Molecular Nanotechnology and Nanomanufacturing will enable engineers to reduce the scale of computing elements down to the level of atoms and molecules and obtain nanocomputing systems with unbelievable densities and complexities.

So can you imagine that we achieved so much progress from decoding a single layer of mind? and it is just the beginning, more layers we will decode and engineer, will dramatically improve our technology and the A.I, and we could further improve these systems and algorithms literally without limits, or at least to the ultimate limits of nanoprocessing capabilities.

Once we master the algorithms of the human mind we should be able to improve, transform, and augment them at currently unimaginable levels.

Once that A.I surpass human intelligence would also create entirely new and different forms of incredible intelligence and consciousness with fantastic capabilities that are not based on neural architecture, but on their own sublime designs, which we cannot even imagine.

The basic idea is that computer algorithms based on immense quantum computation will decode the algorithms of the human mind and consciousness, and use algorithms to design even better, more sophisticated, and more efficient algorithms, and as their capability increases these algorithms could become even more efficient in designing better ones, faster. 

So we should observe that not the humans will give rise to Artificial General Intelligence but the A.Is, combined with molecular nanotechnology and quantum-computing-based algorithms will.

The computer engineering and materials synthesis would also become the design of machines, and once technology achieves control over our human minds, could improve it without limits and increase its capability at an unimaginable level as it becomes increasingly more intelligent and capable.
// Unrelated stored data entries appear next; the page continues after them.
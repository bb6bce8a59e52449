/*
 * Responsibility
 * - GET /health (疎通用、認証なし)
 */
use axum::Json;
use serde_json::{Value, json};

pub async fn health() -> Json<Value> {
    Json(json!({ "status": "ok" }))
}
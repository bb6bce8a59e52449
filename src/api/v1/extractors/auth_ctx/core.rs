use axum::extract::FromRequestParts;
use axum::http::request::Parts;

use crate::error::AppError;
use crate::services::auth::Identity;

use super::RequestContext;

/// Handler で、認証済み Identity を受け取るための extractor
/// middleware が RequestContext を request.extensions() に insert 済みである前提
/// 見つからない場合は 403 (配線ミス扱い。匿名ユーザーとしては通さない)
#[derive(Debug, Clone)]
pub struct CurrentUser(pub Identity);

impl<S> FromRequestParts<S> for CurrentUser
where
    S: Send + Sync,
{
    type Rejection = AppError;

    async fn from_request_parts(parts: &mut Parts, _state: &S) -> Result<Self, Self::Rejection> {
        parts
            .extensions
            .get::<RequestContext>()
            .and_then(RequestContext::extract)
            .cloned()
            .map(CurrentUser)
            .ok_or_else(|| {
                tracing::error!(uri = %parts.uri, "protected handler reached without an identity");
                AppError::Forbidden("no authenticated user")
            })
    }
}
Also, the progress and the research of the machines will happen at electronic time scales, and they should achieve centuries of progress in fractions of seconds just because of their abilities.

For now, the human brain seems unimaginably complex but the machines and algorithms will entirely understand its functionality down at the scale of individual atoms and to a neurochemical and proteomic level, and will be relatively easy for them to do it, and yet ultra-fast.

Also, Artificial intelligence could reverse engineer the human brain by using advanced computational methods and tools to simulate and analyze the structure and function of the brain at incredible levels of abstraction, and it could create detailed models of individual neurons, synapses, circuits, regions, and networks, and then use them to replicate the brain’s information processing and learning mechanisms. 

It could also reverse engineer the human brain by directly accessing and decoding the neural activity and connectivity of living human brains and their neuromodules of operation, using invasive or non-invasive techniques based on all kinds of nanorobotic devices and nanomachines, optogenetics, and atomic resolution neuroimaging. 

In about three decades we will also obtain trillion times more computing power and we will already perfect Molecular Nanotechnology at a supreme level, further enabling the creation of massively powerful neuromorphic systems based on sextillion parameters A.I models, which would already be so incredibly efficient and powerful and capable of deciphering the intricate mechanisms of human cognition and consciousness, that it should make inevitable the fate of Technological Singularity.